■ DIRECTIONS
Go through the entries below and print each one exactly.

■ GIVEN INFORMATION

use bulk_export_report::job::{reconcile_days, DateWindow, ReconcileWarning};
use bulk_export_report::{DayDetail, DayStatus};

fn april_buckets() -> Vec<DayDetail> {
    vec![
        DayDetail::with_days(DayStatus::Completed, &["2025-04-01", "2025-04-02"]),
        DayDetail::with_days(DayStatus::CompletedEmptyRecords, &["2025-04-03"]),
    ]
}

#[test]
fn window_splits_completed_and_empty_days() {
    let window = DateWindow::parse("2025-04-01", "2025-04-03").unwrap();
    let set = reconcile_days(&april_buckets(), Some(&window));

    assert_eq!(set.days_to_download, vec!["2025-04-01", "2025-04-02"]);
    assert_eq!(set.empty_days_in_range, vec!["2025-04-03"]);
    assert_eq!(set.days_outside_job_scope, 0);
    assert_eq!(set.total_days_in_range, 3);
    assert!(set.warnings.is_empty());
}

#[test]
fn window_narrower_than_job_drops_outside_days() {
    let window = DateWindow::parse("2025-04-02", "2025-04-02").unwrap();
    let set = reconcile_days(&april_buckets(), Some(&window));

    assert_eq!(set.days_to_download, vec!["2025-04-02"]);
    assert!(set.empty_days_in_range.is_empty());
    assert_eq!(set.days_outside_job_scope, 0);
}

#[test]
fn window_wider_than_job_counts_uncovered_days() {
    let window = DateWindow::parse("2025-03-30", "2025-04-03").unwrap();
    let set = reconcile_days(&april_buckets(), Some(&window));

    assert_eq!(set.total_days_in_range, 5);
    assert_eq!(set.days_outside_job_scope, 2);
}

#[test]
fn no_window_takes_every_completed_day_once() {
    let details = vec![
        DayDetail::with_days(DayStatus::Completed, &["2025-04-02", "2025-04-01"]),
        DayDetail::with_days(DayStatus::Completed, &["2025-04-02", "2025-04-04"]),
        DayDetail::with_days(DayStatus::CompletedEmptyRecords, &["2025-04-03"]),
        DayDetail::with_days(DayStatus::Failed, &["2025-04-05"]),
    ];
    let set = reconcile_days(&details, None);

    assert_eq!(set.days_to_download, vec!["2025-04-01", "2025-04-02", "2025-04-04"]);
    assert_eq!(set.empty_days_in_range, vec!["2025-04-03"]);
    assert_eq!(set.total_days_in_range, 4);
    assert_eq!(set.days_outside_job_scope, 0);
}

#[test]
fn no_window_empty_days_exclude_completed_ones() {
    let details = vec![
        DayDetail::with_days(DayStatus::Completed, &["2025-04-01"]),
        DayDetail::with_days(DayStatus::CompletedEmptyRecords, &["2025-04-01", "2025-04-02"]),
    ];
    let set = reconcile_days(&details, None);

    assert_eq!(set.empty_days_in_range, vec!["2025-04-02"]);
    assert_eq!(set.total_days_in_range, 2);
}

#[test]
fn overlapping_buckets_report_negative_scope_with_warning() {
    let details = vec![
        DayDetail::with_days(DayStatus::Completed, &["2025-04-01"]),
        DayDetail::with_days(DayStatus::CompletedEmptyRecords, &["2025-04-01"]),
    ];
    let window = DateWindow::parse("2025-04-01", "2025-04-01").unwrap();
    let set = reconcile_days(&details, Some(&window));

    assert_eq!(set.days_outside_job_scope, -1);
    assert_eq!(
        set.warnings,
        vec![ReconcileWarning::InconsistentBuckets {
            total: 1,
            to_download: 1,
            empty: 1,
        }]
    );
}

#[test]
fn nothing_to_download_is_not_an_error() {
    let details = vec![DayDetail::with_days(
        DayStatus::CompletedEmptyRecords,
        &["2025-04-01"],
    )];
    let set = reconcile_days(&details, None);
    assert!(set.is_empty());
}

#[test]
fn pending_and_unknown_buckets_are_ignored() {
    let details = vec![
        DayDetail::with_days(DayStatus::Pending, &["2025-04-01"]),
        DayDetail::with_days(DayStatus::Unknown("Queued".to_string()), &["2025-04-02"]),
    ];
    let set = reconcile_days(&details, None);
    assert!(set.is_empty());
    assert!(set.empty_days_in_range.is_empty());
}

■ RESPONSE
use bulk_export_report::job::{reconcile_days, DateWindow, ReconcileWarning};
use bulk_export_report::{DayDetail, DayStatus};

fn april_buckets() -> Vec<DayDetail> {
    vec![
        DayDetail::with_days(DayStatus::Completed, &["2025-04-01", "2025-04-02"]),
        DayDetail::with_days(DayStatus::CompletedEmptyRecords, &["2025-04-03"]),
    ]
}

#[test]
fn window_splits_completed_and_empty_days() {
    let window = DateWindow::parse("2025-04-01", "2025-04-03").unwrap();
    let set = reconcile_days(&april_buckets(), Some(&window));

    assert_eq!(set.days_to_download, vec!["2025-04-01", "2025-04-02"]);
    assert_eq!(set.empty_days_in_range, vec!["2025-04-03"]);
    assert_eq!(set.days_outside_job_scope, 0);
    assert_eq!(set.total_days_in_range, 3);
    assert!(set.warnings.is_empty());
}

#[test]
fn window_narrower_than_job_drops_outside_days() {
    let window = DateWindow::parse("2025-04-02", "2025-04-02").unwrap();
    let set = reconcile_days(&april_buckets(), Some(&window));

    assert_eq!(set.days_to_download, vec!["2025-04-02"]);
    assert!(set.empty_days_in_range.is_empty());
    assert_eq!(set.days_outside_job_scope, 0);
}

#[test]
fn window_wider_than_job_counts_uncovered_days() {
    let window = DateWindow::parse("2025-03-30", "2025-04-03").unwrap();
    let set = reconcile_days(&april_buckets(), Some(&window));

    assert_eq!(set.total_days_in_range, 5);
    assert_eq!(set.days_outside_job_scope, 2);
}

#[test]
fn no_window_takes_every_completed_day_once() {
    let details = vec![
        DayDetail::with_days(DayStatus::Completed, &["2025-04-02", "2025-04-01"]),
        DayDetail::with_days(DayStatus::Completed, &["2025-04-02", "2025-04-04"]),
        DayDetail::with_days(DayStatus::CompletedEmptyRecords, &["2025-04-03"]),
        DayDetail::with_days(DayStatus::Failed, &["2025-04-05"]),
    ];
    let set = reconcile_days(&details, None);

    assert_eq!(set.days_to_download, vec!["2025-04-01", "2025-04-02", "2025-04-04"]);
    assert_eq!(set.empty_days_in_range, vec!["2025-04-03"]);
    assert_eq!(set.total_days_in_range, 4);
    assert_eq!(set.days_outside_job_scope, 0);
}

#[test]
fn no_window_empty_days_exclude_completed_ones() {
    let details = vec![
        DayDetail::with_days(DayStatus::Completed, &["2025-04-01"]),
        DayDetail::with_days(DayStatus::CompletedEmptyRecords, &["2025-04-01", "2025-04-02"]),
    ];
    let set = reconcile_days(&details, None);

    assert_eq!(set.empty_days_in_range, vec!["2025-04-02"]);
    assert_eq!(set.total_days_in_range, 2);
}

#[test]
fn overlapping_buckets_report_negative_scope_with_warning() {
    let details = vec![
        DayDetail::with_days(DayStatus::Completed, &["2025-04-01"]),
        DayDetail::with_days(DayStatus::CompletedEmptyRecords, &["2025-04-01"]),
    ];
    let window = DateWindow::parse("2025-04-01", "2025-04-01").unwrap();
    let set = reconcile_days(&details, Some(&window));

    assert_eq!(set.days_outside_job_scope, -1);
    assert_eq!(
        set.warnings,
        vec![ReconcileWarning::InconsistentBuckets {
            total: 1,
            to_download: 1,
            empty: 1,
        }]
    );
}

#[test]
fn nothing_to_download_is_not_an_error() {
    let details = vec![DayDetail::with_days(
        DayStatus::CompletedEmptyRecords,
        &["2025-04-01"],
    )];
    let set = reconcile_days(&details, None);
    assert!(set.is_empty());
}

#[test]
fn pending_and_unknown_buckets_are_ignored() {
    let details = vec![
        DayDetail::with_days(DayStatus::Pending, &["2025-04-01"]),
        DayDetail::with_days(DayStatus::Unknown("Queued".to_string()), &["2025-04-02"]),
    ];
    let set = reconcile_days(&details, None);
    assert!(set.is_empty());
    assert!(set.empty_days_in_range.is_empty());
}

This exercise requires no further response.